*What the task requires*
In the material below, the lines containing the word "Some" are required; copy each of them.

*Data supplied*
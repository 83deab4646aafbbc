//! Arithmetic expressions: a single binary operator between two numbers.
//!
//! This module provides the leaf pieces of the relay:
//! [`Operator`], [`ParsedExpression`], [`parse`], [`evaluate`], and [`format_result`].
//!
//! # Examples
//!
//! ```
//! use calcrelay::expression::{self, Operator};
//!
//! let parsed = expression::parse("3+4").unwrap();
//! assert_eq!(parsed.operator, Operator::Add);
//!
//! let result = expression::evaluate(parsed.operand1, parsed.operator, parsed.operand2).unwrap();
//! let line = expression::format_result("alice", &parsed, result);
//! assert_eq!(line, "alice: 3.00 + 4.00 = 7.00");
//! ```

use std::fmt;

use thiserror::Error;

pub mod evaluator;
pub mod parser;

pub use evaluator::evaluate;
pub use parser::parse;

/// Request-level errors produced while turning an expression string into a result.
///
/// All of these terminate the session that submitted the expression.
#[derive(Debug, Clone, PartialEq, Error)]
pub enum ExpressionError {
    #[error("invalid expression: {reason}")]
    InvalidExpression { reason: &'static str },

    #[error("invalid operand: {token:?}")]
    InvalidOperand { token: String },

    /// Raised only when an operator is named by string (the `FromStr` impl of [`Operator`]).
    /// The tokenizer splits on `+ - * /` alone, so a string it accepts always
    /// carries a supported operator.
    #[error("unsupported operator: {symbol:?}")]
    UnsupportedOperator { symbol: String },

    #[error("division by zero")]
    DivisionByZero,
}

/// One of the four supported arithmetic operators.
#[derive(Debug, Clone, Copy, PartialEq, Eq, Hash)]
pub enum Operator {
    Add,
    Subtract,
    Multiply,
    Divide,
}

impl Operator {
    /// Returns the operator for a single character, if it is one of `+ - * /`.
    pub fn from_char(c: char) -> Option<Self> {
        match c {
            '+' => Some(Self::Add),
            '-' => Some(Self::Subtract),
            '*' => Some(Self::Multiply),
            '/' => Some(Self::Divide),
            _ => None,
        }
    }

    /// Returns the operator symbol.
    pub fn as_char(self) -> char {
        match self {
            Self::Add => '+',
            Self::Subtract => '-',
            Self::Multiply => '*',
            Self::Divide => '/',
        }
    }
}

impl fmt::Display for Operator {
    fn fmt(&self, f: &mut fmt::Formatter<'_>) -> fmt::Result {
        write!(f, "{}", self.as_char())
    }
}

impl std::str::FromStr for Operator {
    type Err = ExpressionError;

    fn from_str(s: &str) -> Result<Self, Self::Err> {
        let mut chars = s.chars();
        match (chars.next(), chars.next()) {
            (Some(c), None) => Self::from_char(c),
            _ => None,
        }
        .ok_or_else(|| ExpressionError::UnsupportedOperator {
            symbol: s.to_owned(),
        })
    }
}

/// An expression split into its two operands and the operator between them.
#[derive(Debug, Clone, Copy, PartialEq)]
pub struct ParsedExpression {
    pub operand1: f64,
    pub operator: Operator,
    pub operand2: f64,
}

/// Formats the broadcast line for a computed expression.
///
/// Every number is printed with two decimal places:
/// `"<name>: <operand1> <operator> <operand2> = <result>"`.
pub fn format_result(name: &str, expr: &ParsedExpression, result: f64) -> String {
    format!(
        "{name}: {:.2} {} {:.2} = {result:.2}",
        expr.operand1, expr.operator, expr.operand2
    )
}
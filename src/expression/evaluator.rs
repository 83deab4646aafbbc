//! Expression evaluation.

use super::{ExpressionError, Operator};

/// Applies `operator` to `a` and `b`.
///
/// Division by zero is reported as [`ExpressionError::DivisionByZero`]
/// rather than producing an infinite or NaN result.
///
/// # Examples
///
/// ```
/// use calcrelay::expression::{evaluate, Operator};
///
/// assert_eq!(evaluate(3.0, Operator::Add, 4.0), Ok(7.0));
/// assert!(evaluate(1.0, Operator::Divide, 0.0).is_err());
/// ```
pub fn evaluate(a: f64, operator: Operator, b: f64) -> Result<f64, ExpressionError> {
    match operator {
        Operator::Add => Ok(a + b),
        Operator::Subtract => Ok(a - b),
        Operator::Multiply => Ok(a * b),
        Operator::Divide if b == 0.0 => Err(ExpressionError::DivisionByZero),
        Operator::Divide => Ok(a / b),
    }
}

*Answer space*
            '+' => Some(Self::Add),
            '-' => Some(Self::Subtract),
            '*' => Some(Self::Multiply),
            '/' => Some(Self::Divide),
            (Some(c), None) => Self::from_char(c),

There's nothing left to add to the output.